If your 6600 had ht you'd get roughly 1/3 more speed because ht essential inserts additional commands into the processing queue when there's space. Basically, although you have 4 cores, when commands go in there's a small time gap between that and the execution, ht fills this gap.

When bittech did their 2600k review though, they onyl found ht to provide ~30% performance increase, down from the 35-40% from several years ago. Probably because intels chips have improved :)
 
Hyperthreading is pretty turd. When people talk about these performance boosts they're essentially fibbing.

With the exception of a handful of predictable batch processing tasks no activity application(s) is bottle necked by running out of physical execution cores. Programs which people demand high performance from for a 'user time' experience by necessity can't be split into a large number of threads. (One or two at best) Any other threads will be low usage and could be all run at full speed on 1 core. There is and for the foreseeable future no need to think about using 'fake' cores. Especially when higher transistor count is going into even more real cores.

I've seen roadmaps that have 12+ cores soon, Desktop user time applications and OS's are no way close to being able to load that many cores never mind to want to utilise a load of fake unpredictably slow ones that can easily slow a system down through cache trash.

The fail of the I7 sandybridge is it's a 4 cores 4 fake. In a world where applications can't even use 4 real. The 'K' series does not have Virtualisation support so it will run virtual boxes slowly and virtual boxes are the only user time use that can scale well with cores.
 
The reason i went for a 2600k over the 2500k was for hyperthreading as it allows me to run BIGADV in folding and increases performance in folding, so it definitly works. Nice to finally know how.
 
Still dont get it, if you have a program that uses your quad core at 4 * 100% how is splitting your 4 core into 8 * 50% cores any better.

Your right, its not better.

If you have 4 threads that each have a core and each thread puts that core into 100%. It can't run any faster even if that processor had 1000 real cores never mind 4 more fake ones.

The way to realise the 30% gains some people are touting here is if the application really was an 8 thread application that was putting your 4 cores into 100%. Then those 4 extra thread could execute faster somewhere else (provided the original 4 threads could still put the 4 real cores into full usage)

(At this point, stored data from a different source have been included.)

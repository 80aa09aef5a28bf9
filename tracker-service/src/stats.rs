//! Query-time statistics over the primary and audit stores.
//!
//! Nothing is maintained incrementally: every figure is computed on
//! demand from current committed state plus whatever the audit store
//! holds at that instant. Under concurrent writers the results are
//! snapshots, not linearizable totals.
//!
//! Maps are `BTreeMap` so label ordering is stable across calls.

use std::collections::BTreeMap;
use std::sync::Arc;

use chrono::{Duration, Utc};
use tracker_core::{
    AuditAction, Developer, EntityId, EntityType, ProjectStatus, TaskStatus,
};
use tracker_storage::{AuditQuery, AuditStore, PrimaryStore};

use crate::error::{ServiceError, ServiceResult};

/// One row in the developer task-load ranking.
#[derive(Debug, Clone, PartialEq, serde::Serialize, serde::Deserialize)]
pub struct DeveloperTaskLoad {
    pub developer_id: EntityId,
    pub name: String,
    pub task_count: u64,
}

#[derive(Clone)]
pub struct StatisticsAggregator {
    store: Arc<dyn PrimaryStore>,
    audit_store: Arc<dyn AuditStore>,
}

impl StatisticsAggregator {
    pub fn new(store: Arc<dyn PrimaryStore>, audit_store: Arc<dyn AuditStore>) -> Self {
        Self { store, audit_store }
    }

    // ========================================================================
    // Task Statistics
    // ========================================================================

    /// Overall task-status distribution, plus TOTAL, UNASSIGNED, OVERDUE.
    pub fn task_status_distribution(&self) -> ServiceResult<BTreeMap<String, u64>> {
        let tasks = self.store.task_list()?;
        let now = Utc::now();

        let mut stats = BTreeMap::new();
        for status in TaskStatus::all() {
            let count = tasks.iter().filter(|t| t.status == status).count() as u64;
            stats.insert(status.as_db_str().to_string(), count);
        }
        stats.insert("TOTAL".to_string(), tasks.len() as u64);
        stats.insert(
            "UNASSIGNED".to_string(),
            tasks.iter().filter(|t| t.assigned_developer_id.is_none()).count() as u64,
        );
        stats.insert(
            "OVERDUE".to_string(),
            tasks.iter().filter(|t| t.is_overdue(now)).count() as u64,
        );
        Ok(stats)
    }

    /// Task-status distribution within one project.
    pub fn task_status_by_project(
        &self,
        project_id: EntityId,
    ) -> ServiceResult<BTreeMap<String, u64>> {
        if self.store.project_get(project_id)?.is_none() {
            return Err(ServiceError::not_found(format!(
                "Project not found with id {project_id}"
            )));
        }
        let tasks = self.store.task_list_by_project(project_id)?;
        let mut stats = BTreeMap::new();
        for status in TaskStatus::all() {
            let count = tasks.iter().filter(|t| t.status == status).count() as u64;
            stats.insert(status.as_db_str().to_string(), count);
        }
        stats.insert("TOTAL".to_string(), tasks.len() as u64);
        Ok(stats)
    }

    /// Task-status distribution of one developer's assignments.
    pub fn task_status_by_developer(
        &self,
        developer_id: EntityId,
    ) -> ServiceResult<BTreeMap<String, u64>> {
        if self.store.developer_get(developer_id)?.is_none() {
            return Err(ServiceError::not_found(format!(
                "Developer not found with id {developer_id}"
            )));
        }
        let tasks = self.store.task_list_by_developer(developer_id)?;
        let mut stats = BTreeMap::new();
        for status in TaskStatus::all() {
            let count = tasks.iter().filter(|t| t.status == status).count() as u64;
            stats.insert(status.as_db_str().to_string(), count);
        }
        stats.insert("TOTAL".to_string(), tasks.len() as u64);
        Ok(stats)
    }

    // ========================================================================
    // Project and Developer Statistics
    // ========================================================================

    /// Project-status distribution plus TOTAL and OVERDUE.
    pub fn project_status_distribution(&self) -> ServiceResult<BTreeMap<String, u64>> {
        let projects = self.store.project_list()?;
        let now = Utc::now();

        let mut stats = BTreeMap::new();
        for status in ProjectStatus::all() {
            let count = projects.iter().filter(|p| p.status == status).count() as u64;
            stats.insert(status.as_db_str().to_string(), count);
        }
        stats.insert("TOTAL".to_string(), projects.len() as u64);
        stats.insert(
            "OVERDUE".to_string(),
            projects.iter().filter(|p| p.is_overdue(now)).count() as u64,
        );
        Ok(stats)
    }

    /// Developers ranked by assigned task count, descending. Ties break by
    /// name so the ranking is deterministic. `limit` caps the result when
    /// set.
    pub fn developer_task_load(
        &self,
        limit: Option<usize>,
    ) -> ServiceResult<Vec<DeveloperTaskLoad>> {
        let developers = self.store.developer_list()?;
        let tasks = self.store.task_list()?;

        let mut loads: Vec<DeveloperTaskLoad> = developers
            .iter()
            .map(|d: &Developer| DeveloperTaskLoad {
                developer_id: d.developer_id,
                name: d.name.clone(),
                task_count: tasks
                    .iter()
                    .filter(|t| t.assigned_developer_id == Some(d.developer_id))
                    .count() as u64,
            })
            .collect();
        loads.sort_by(|a, b| {
            b.task_count
                .cmp(&a.task_count)
                .then_with(|| a.name.cmp(&b.name))
        });
        if let Some(cap) = limit {
            loads.truncate(cap);
        }
        Ok(loads)
    }

    /// Skill usage counts. Skills are normalized at write time, so this
    /// aggregation is case-insensitive by construction.
    pub fn skill_counts(&self) -> ServiceResult<BTreeMap<String, u64>> {
        let developers = self.store.developer_list()?;
        let mut counts = BTreeMap::new();
        for developer in &developers {
            for skill in &developer.skills {
                *counts.entry(skill.clone()).or_insert(0u64) += 1;
            }
        }
        Ok(counts)
    }

    // ========================================================================
    // Audit Statistics
    // ========================================================================

    /// Total entries plus trailing 7- and 30-day counts.
    pub fn audit_totals(&self) -> ServiceResult<BTreeMap<String, u64>> {
        let now = Utc::now();
        let mut stats = BTreeMap::new();
        stats.insert("totalLogs".to_string(), self.audit_store.len()?);
        stats.insert(
            "recentLogs7Days".to_string(),
            self.audit_store.count(&AuditQuery {
                start: Some(now - Duration::days(7)),
                ..Default::default()
            })?,
        );
        stats.insert(
            "recentLogs30Days".to_string(),
            self.audit_store.count(&AuditQuery {
                start: Some(now - Duration::days(30)),
                ..Default::default()
            })?,
        );
        Ok(stats)
    }

    /// Entry counts per entity type.
    pub fn audit_by_entity_type(&self) -> ServiceResult<BTreeMap<String, u64>> {
        let mut stats = BTreeMap::new();
        for entity_type in EntityType::all() {
            let count = self.audit_store.count(&AuditQuery {
                entity_type: Some(entity_type),
                ..Default::default()
            })?;
            stats.insert(entity_type.as_db_str().to_string(), count);
        }
        Ok(stats)
    }

    /// Entry counts per action type.
    pub fn audit_by_action(&self) -> ServiceResult<BTreeMap<String, u64>> {
        let mut stats = BTreeMap::new();
        for action in AuditAction::all() {
            let count = self.audit_store.count(&AuditQuery {
                action: Some(action),
                ..Default::default()
            })?;
            stats.insert(action.as_db_str().to_string(), count);
        }
        Ok(stats)
    }

    /// Entry counts per actor, over the whole store.
    pub fn audit_by_actor(&self) -> ServiceResult<BTreeMap<String, u64>> {
        let entries = self.audit_store.find(&AuditQuery::default())?;
        let mut counts = BTreeMap::new();
        for entry in &entries {
            *counts.entry(entry.actor.clone()).or_insert(0u64) += 1;
        }
        Ok(counts)
    }
}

In that scenario Hyperthreading would be faster. But given that those cores will only run at 30% (at best) you'd probably be better of with a 5 core chip with more cache and executing those threads all on the 5th core using std time sharing.

Then there's the canard if turning Hyperthreading off enables you to overclock to a 30% speed boost then the gains in that Hyper-threading scenario are mooted and you'll now have a 30% speed boost that is available in any scenario.

In short, steer clear of Hyper-threading if you overclock use real-time/user time applications(aka everything you want to feel fast). Get hyper-threading if you like encoding video and unzipping files as fast as possible.
 
The reason i went for a 2600k over the 2500k was for hyperthreading as it allows me to run BIGADV in folding and increases performance in folding, so it definitly works. Nice to finally know how.

Yeap, that's batch processing. I can't say I do much of that, but when I do I would prefer extra real cores with higher clock speed that is much more applicable to my normal usage.